Acknowledge that the majority of relationship abuse and sexual assault is committed by men against women, and that men also perpetrate violence against transgender, genderqueer and nonbinary individuals. Talk about the fact that 95% of abusers and 99% of perpetrators of sexual assault are men. Recognizing these facts allows us to think and talk about how perceived gender roles contribute to the prevalence of gender based violence, and to consider men’s role in ending violence against womxn.
Acknowledging the gendered nature of these crimes also does not minimize the suffering of men that are victims of abuse. Instead, it highlights the fact that relationship abuse is a type of gender based violence while continuing to stress the importance of providing resources and support for survivors of all gender identities.
Acknowledging the gendered nature of these crimes does not minimize abuse experienced in LGBTQI+ relationships. Relationship abuse and sexual violence remain gendered issues within the LGBTQI+ community; gender is implicated in the construction of heterosexism and transphobia, which both contribute to abuse and act as barriers to survivors seeking help. For more information on relationship abuse in LGBTQI+ relationships, click here.
Be aware of how powerful language can be. When talking about relationship abuse and sexual assault, acknowledging the gender of the perpetrator more accurately describes the dynamics of the crime and helps to raise awareness about the root causes of gender-based violence.

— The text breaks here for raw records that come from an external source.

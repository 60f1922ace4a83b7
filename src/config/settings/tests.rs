use super::*;
use tempfile::TempDir;

#[test]
fn default_config() {
    let config = Config::default();
    assert_eq!(config.ollama.protocol, "http");
    assert_eq!(config.ollama.host, "localhost");
    assert_eq!(config.ollama.port, 11434);
    assert_eq!(config.ollama.model, "nomic-embed-text:latest");
    assert_eq!(config.ollama.batch_size, 16);
    assert_eq!(config.ollama.max_tokens, 500);
    assert_eq!(config.retrieval.top_k, 5);
    assert_eq!(config.retrieval.answer_top_k, 3);
    assert_eq!(config.retrieval.semantic_weight, 0.7);
    assert_eq!(config.retrieval.bm25_weight, 0.3);
    assert_eq!(config.chunking.chunk_size, 1500);
    assert!(config.validate().is_ok());
}

#[test]
fn config_validation() {
    let config = Config::default();

    let mut invalid_config = config.clone();
    invalid_config.ollama.protocol = "ftp".to_string();
    assert!(invalid_config.validate().is_err());

    let mut invalid_config = config.clone();
    invalid_config.ollama.port = 0;
    assert!(invalid_config.validate().is_err());

    let mut invalid_config = config.clone();
    invalid_config.ollama.completion_model = "  ".to_string();
    assert!(invalid_config.validate().is_err());

    let mut invalid_config = config.clone();
    invalid_config.ollama.batch_size = 1001;
    assert!(invalid_config.validate().is_err());

    let mut invalid_config = config.clone();
    invalid_config.ollama.temperature = f32::NAN;
    assert!(invalid_config.validate().is_err());

    let mut invalid_config = config.clone();
    invalid_config.retrieval.top_k = 0;
    assert!(matches!(
        invalid_config.validate(),
        Err(ConfigError::InvalidTopK(0))
    ));

    let mut invalid_config = config.clone();
    invalid_config.retrieval.bm25_weight = -0.1;
    assert!(matches!(
        invalid_config.validate(),
        Err(ConfigError::InvalidWeight("bm25_weight", _))
    ));

    let mut invalid_config = config.clone();
    invalid_config.retrieval.semantic_weight = 0.0;
    invalid_config.retrieval.bm25_weight = 0.0;
    assert!(matches!(
        invalid_config.validate(),
        Err(ConfigError::ZeroWeights)
    ));

    let mut invalid_config = config.clone();
    invalid_config.chunking.chunk_overlap = 1500;
    assert!(matches!(
        invalid_config.validate(),
        Err(ConfigError::OverlapTooLarge(1500, 1500))
    ));

    let mut invalid_config = config;
    invalid_config.chunking.chunk_size = 50;
    assert!(invalid_config.validate().is_err());
}

#[test]
fn ollama_url_generation() {
    let config = Config::default();
    let url = config
        .ollama_url()
        .expect("should generate ollama_url successfully");
    assert_eq!(url.as_str(), "http://localhost:11434/");
}

#[test]
fn toml_serialization() {
    let config = Config::default();
    let toml_str = toml::to_string(&config).expect("should serialize toml correctly");
    let parsed_config: Config = toml::from_str(&toml_str).expect("should parse toml correctly");
    assert_eq!(config, parsed_config);
}

#[test]
fn partial_toml_uses_defaults() {
    let parsed: Config = toml::from_str(
        r#"
        [ollama]
        host = "gpu-box"

        [retrieval]
        top_k = 8
        "#,
    )
    .expect("should parse partial toml");

    assert_eq!(parsed.ollama.host, "gpu-box");
    assert_eq!(parsed.ollama.port, 11434);
    assert_eq!(parsed.retrieval.top_k, 8);
    assert_eq!(parsed.retrieval.bm25_weight, 0.3);
    assert_eq!(parsed.chunking, ChunkingConfig::default());
}

#[test]
fn setter_validation() {
    let mut config = OllamaConfig::default();

    assert!(config.set_protocol("https".to_string()).is_ok());
    assert!(config.set_host("example.com".to_string()).is_ok());
    assert!(config.set_port(8080).is_ok());
    assert!(config.set_model("new-model".to_string()).is_ok());
    assert!(config.set_completion_model("mistral".to_string()).is_ok());
    assert!(config.set_batch_size(128).is_ok());
    assert!(config.set_temperature(0.7).is_ok());

    assert!(config.set_protocol("HTTP".to_string()).is_err());
    assert!(config.set_port(0).is_err());
    assert!(config.set_model(String::new()).is_err());
    assert!(config.set_batch_size(0).is_err());
    assert!(config.set_temperature(3.0).is_err());
    assert_eq!(config.temperature, 0.7);
    assert_eq!(config.completion_model, "mistral");
}

#[test]
fn retrieval_setters_and_params() {
    let mut retrieval = RetrievalConfig::default();

    assert!(retrieval.set_weights(0.5, 0.5).is_ok());
    assert!(retrieval.set_weights(1.5, 0.5).is_err());
    assert!(retrieval.set_top_k(10).is_ok());
    assert!(retrieval.set_top_k(0).is_err());

    let search = retrieval.search_params();
    assert_eq!(search.top_k, 10);
    assert_eq!(search.semantic_weight, 0.5);
    assert_eq!(retrieval.answer_params().top_k, 3);
    assert_eq!(retrieval.answer_params().bm25_weight, 0.5);
}

#[test]
fn load_missing_config_returns_defaults() {
    let temp_dir = TempDir::new().expect("should create temp dir");

    let config = Config::load(temp_dir.path()).expect("should load defaults");

    assert_eq!(config.base_dir, temp_dir.path());
    assert_eq!(config.ollama, OllamaConfig::default());
    assert_eq!(config.database_path(), temp_dir.path().join("chunks.db"));
    assert_eq!(config.sessions_dir(), temp_dir.path().join("chat_history"));
}

#[test]
fn save_then_load() {
    let temp_dir = TempDir::new().expect("should create temp dir");
    let mut config = Config::load(temp_dir.path().join("nested")).expect("should load defaults");
    config.ollama.host = "remote.ollama.com".to_string();
    config.retrieval.answer_top_k = 4;

    config.save().expect("should save");
    assert!(temp_dir.path().join("nested/config.toml").exists());

    let loaded = Config::load(temp_dir.path().join("nested")).expect("should load saved");
    assert_eq!(loaded, config);
}

#[test]
fn invalid_file_fails_to_load() {
    let temp_dir = TempDir::new().expect("should create temp dir");
    std::fs::write(
        temp_dir.path().join("config.toml"),
        "[retrieval]\ntop_k = 0\n",
    )
    .expect("should write config");

    assert!(Config::load(temp_dir.path()).is_err());
}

Talk about men’s violence. When boys commit acts of violence, it is referred to in the media as “youth violence.” If a girl commits a crime, her gender is usually a part of the story. Acknowledge men’s violence to call attention to the ways in which stereotypical masculinity encourages violence in general and contributes to gender based violence.

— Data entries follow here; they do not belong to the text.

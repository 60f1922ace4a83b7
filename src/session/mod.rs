// Session module
// Append-only chat history, one JSON record per session

pub mod models;


use std::collections::HashMap;
use std::io::ErrorKind;
use std::path::{Path, PathBuf};
use std::sync::{Arc, Mutex, PoisonError};

use chrono::Utc;
use tokio::io::AsyncWriteExt;
use tracing::{debug, info, warn};
use uuid::Uuid;

use crate::{QaError, Result};

pub use models::{Attributes, Message, Role, SessionRecord, SessionStats};

const MAX_SESSION_ID_LENGTH: usize = 128;
/// Idle per-session locks are dropped once the registry grows past this size
const LOCK_REGISTRY_PRUNE_THRESHOLD: usize = 256;

/// Session ids become file names, so they are limited to `[A-Za-z0-9_-]{1,128}`
#[inline]
pub fn validate_session_id(session_id: &str) -> Result<()> {
    let valid = !session_id.is_empty()
        && session_id.len() <= MAX_SESSION_ID_LENGTH
        && session_id
            .bytes()
            .all(|b| b.is_ascii_alphanumeric() || b == b'_' || b == b'-');

    if valid {
        Ok(())
    } else {
        Err(QaError::InvalidSessionId(session_id.to_string()))
    }
}

/// A message before it is given an id and timestamp
struct Draft {
    role: Role,
    content: String,
    document_context: Attributes,
    metadata: Attributes,
}

/// Persistent per-session message logs.
///
/// Writes to one session are serialized through a per-session lock, so concurrent
/// appends never lose messages. Reads need no lock: records are replaced by an
/// atomic rename and a reader sees either the old or the new file.
#[derive(Debug)]
pub struct ChatHistory {
    storage_dir: PathBuf,
    locks: Mutex<HashMap<String, Arc<tokio::sync::Mutex<()>>>>,
}

impl ChatHistory {
    /// Open (and create if needed) the session directory
    #[inline]
    pub async fn new(storage_dir: impl Into<PathBuf>) -> Result<Self> {
        let storage_dir = storage_dir.into();
        tokio::fs::create_dir_all(&storage_dir).await?;
        info!("Chat history stored in {}", storage_dir.display());

        Ok(Self {
            storage_dir,
            locks: Mutex::new(HashMap::new()),
        })
    }

    #[inline]
    pub fn storage_dir(&self) -> &Path {
        &self.storage_dir
    }

    fn session_path(&self, session_id: &str) -> PathBuf {
        self.storage_dir.join(format!("{}.json", session_id))
    }

    fn temp_path(&self, session_id: &str) -> PathBuf {
        self.storage_dir.join(format!(".{}.json.tmp", session_id))
    }

    fn session_lock(&self, session_id: &str) -> Arc<tokio::sync::Mutex<()>> {
        let mut locks = self.locks.lock().unwrap_or_else(PoisonError::into_inner);

        if locks.len() > LOCK_REGISTRY_PRUNE_THRESHOLD {
            locks.retain(|_, lock| Arc::strong_count(lock) > 1);
        }

        Arc::clone(locks.entry(session_id.to_string()).or_default())
    }

    /// Append a message and persist the session before returning it.
    ///
    /// The timestamp is never earlier than the previous message's, so ordering by
    /// time and ordering by append agree.
    #[inline]
    pub async fn add_message(
        &self,
        session_id: &str,
        role: Role,
        content: impl Into<String>,
        document_context: Option<Attributes>,
        metadata: Option<Attributes>,
    ) -> Result<Message> {
        let mut appended = self
            .append(
                session_id,
                vec![Draft {
                    role,
                    content: content.into(),
                    document_context: document_context.unwrap_or_default(),
                    metadata: metadata.unwrap_or_default(),
                }],
            )
            .await?;

        appended
            .pop()
            .ok_or_else(|| QaError::Other(anyhow::anyhow!("No message was appended")))
    }

    /// Append a user question and the assistant's answer as one write.
    ///
    /// Both messages land under a single lock acquisition, so concurrent exchanges
    /// on the same session never interleave and a question is never stored without
    /// its answer.
    #[inline]
    pub async fn add_exchange(
        &self,
        session_id: &str,
        question: impl Into<String>,
        answer: impl Into<String>,
        document_context: Option<Attributes>,
    ) -> Result<(Message, Message)> {
        let mut appended = self
            .append(
                session_id,
                vec![
                    Draft {
                        role: Role::User,
                        content: question.into(),
                        document_context: Attributes::new(),
                        metadata: Attributes::new(),
                    },
                    Draft {
                        role: Role::Assistant,
                        content: answer.into(),
                        document_context: document_context.unwrap_or_default(),
                        metadata: Attributes::new(),
                    },
                ],
            )
            .await?;

        let answer = appended.pop();
        let question = appended.pop();
        question
            .zip(answer)
            .ok_or_else(|| QaError::Other(anyhow::anyhow!("Exchange was not appended")))
    }

    async fn append(&self, session_id: &str, drafts: Vec<Draft>) -> Result<Vec<Message>> {
        validate_session_id(session_id)?;

        let lock = self.session_lock(session_id);
        let _guard = lock.lock().await;

        let mut messages = self.read_messages(session_id).await;
        let mut appended = Vec::with_capacity(drafts.len());

        for draft in drafts {
            let now = Utc::now();
            let timestamp = messages
                .last()
                .map_or(now, |previous| now.max(previous.timestamp));

            let message = Message {
                id: Uuid::new_v4(),
                timestamp,
                role: draft.role,
                content: draft.content,
                document_context: draft.document_context,
                metadata: draft.metadata,
            };
            messages.push(message.clone());
            appended.push(message);
        }

        self.write_record(session_id, &SessionRecord { messages })
            .await?;

        for message in &appended {
            debug!(
                "Added {} message {} to session {}",
                message.role, message.id, session_id
            );
        }
        Ok(appended)
    }

    /// All messages of a session in append order; empty when the session does not
    /// exist or its record cannot be read
    #[inline]
    pub async fn get_messages(&self, session_id: &str) -> Result<Vec<Message>> {
        validate_session_id(session_id)?;
        Ok(self.read_messages(session_id).await)
    }

    /// Delete a session. Returns whether a record existed.
    #[inline]
    pub async fn clear_session(&self, session_id: &str) -> Result<bool> {
        validate_session_id(session_id)?;

        let lock = self.session_lock(session_id);
        let _guard = lock.lock().await;

        match tokio::fs::remove_file(self.session_path(session_id)).await {
            Ok(()) => {
                info!("Cleared session {}", session_id);
                Ok(true)
            }
            Err(e) if e.kind() == ErrorKind::NotFound => Ok(false),
            Err(e) => Err(e.into()),
        }
    }

    #[inline]
    pub async fn get_session_stats(&self, session_id: &str) -> Result<SessionStats> {
        let messages = self.get_messages(session_id).await?;
        Ok(SessionStats::from_messages(&messages))
    }

    /// Ids of all sessions with a record on disk, sorted
    #[inline]
    pub async fn list_sessions(&self) -> Result<Vec<String>> {
        let mut entries = tokio::fs::read_dir(&self.storage_dir).await?;
        let mut sessions = Vec::new();

        while let Some(entry) = entries.next_entry().await? {
            let path = entry.path();
            if path.extension().and_then(|ext| ext.to_str()) != Some("json") {
                continue;
            }
            let Some(stem) = path.file_stem().and_then(|stem| stem.to_str()) else {
                continue;
            };
            if validate_session_id(stem).is_ok() {
                sessions.push(stem.to_string());
            }
        }

        sessions.sort();
        Ok(sessions)
    }

    async fn read_messages(&self, session_id: &str) -> Vec<Message> {
        let path = self.session_path(session_id);

        let bytes = match tokio::fs::read(&path).await {
            Ok(bytes) => bytes,
            Err(e) if e.kind() == ErrorKind::NotFound => return Vec::new(),
            Err(e) => {
                warn!(
                    "Could not read session record {}: {}; treating as empty",
                    path.display(),
                    e
                );
                return Vec::new();
            }
        };

        match serde_json::from_slice::<SessionRecord>(&bytes) {
            Ok(record) => record.messages,
            Err(e) => {
                warn!(
                    "Corrupt session record {}: {}; treating as empty",
                    path.display(),
                    e
                );
                Vec::new()
            }
        }
    }

    async fn write_record(&self, session_id: &str, record: &SessionRecord) -> Result<()> {
        let temp_path = self.temp_path(session_id);
        let json = serde_json::to_vec_pretty(record)?;

        let mut file = tokio::fs::File::create(&temp_path).await?;
        file.write_all(&json).await?;
        file.sync_all().await?;
        drop(file);

        tokio::fs::rename(&temp_path, self.session_path(session_id)).await?;
        Ok(())
    }
}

Do not call awareness programs “prevention.” Prevention programming will strive to change the gender dynamics and social norms that condone and support gender violence. Prevention programming will primarily be aimed at boys and will seek to counter the cultural messages that support the objectification of womxn, and idealization of violence, entitlement and masculinity. Such programming could also aim to empower womxn politically in order to advance their interests in the public sphere. See Prevention vs Awareness for more info.
- Be aware of cultural norms that condone or allow for gender based violence. Be able to recognize myths that support men’s violence against womxn. For more information, see our Frequently Asked Questions.
- Call attention to sexual stereotypes and how they influence attitudes and behaviors. Social roles and expectations affect an individual’s decisions about relationships. Examining stereotypes is essential to changing the dynamics that can lead to relationship abuse.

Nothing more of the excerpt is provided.